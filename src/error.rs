//! Error types for gradebook mutations.

use thiserror::Error;

/// Errors from add/update/delete on a [`crate::Gradebook`].
#[derive(Debug, Clone, PartialEq, Error)]
pub enum GradebookError {
    /// Row index past the end of the subject's grade list.
    #[error("Grade index {index} out of range for {subject} ({len} grades)")]
    IndexOutOfRange {
        subject: String,
        index: usize,
        len: usize,
    },
}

ACTIVITY
Return each entry above exactly, leaving none out.

ANSWER SPACE
filename src/error.rs
//! Error types for gradebook mutations.

use thiserror::Error;

/// Errors from add/update/delete on a [`crate::Gradebook`].
#[derive(Debug, Clone, PartialEq, Error)]
pub enum GradebookError {
    /// Row index past the end of the subject's grade list.
    #[error("Grade index {index} out of range for {subject} ({len} grades)")]
    IndexOutOfRange {
        subject: String,
        index: usize,
        len: usize,
    },
}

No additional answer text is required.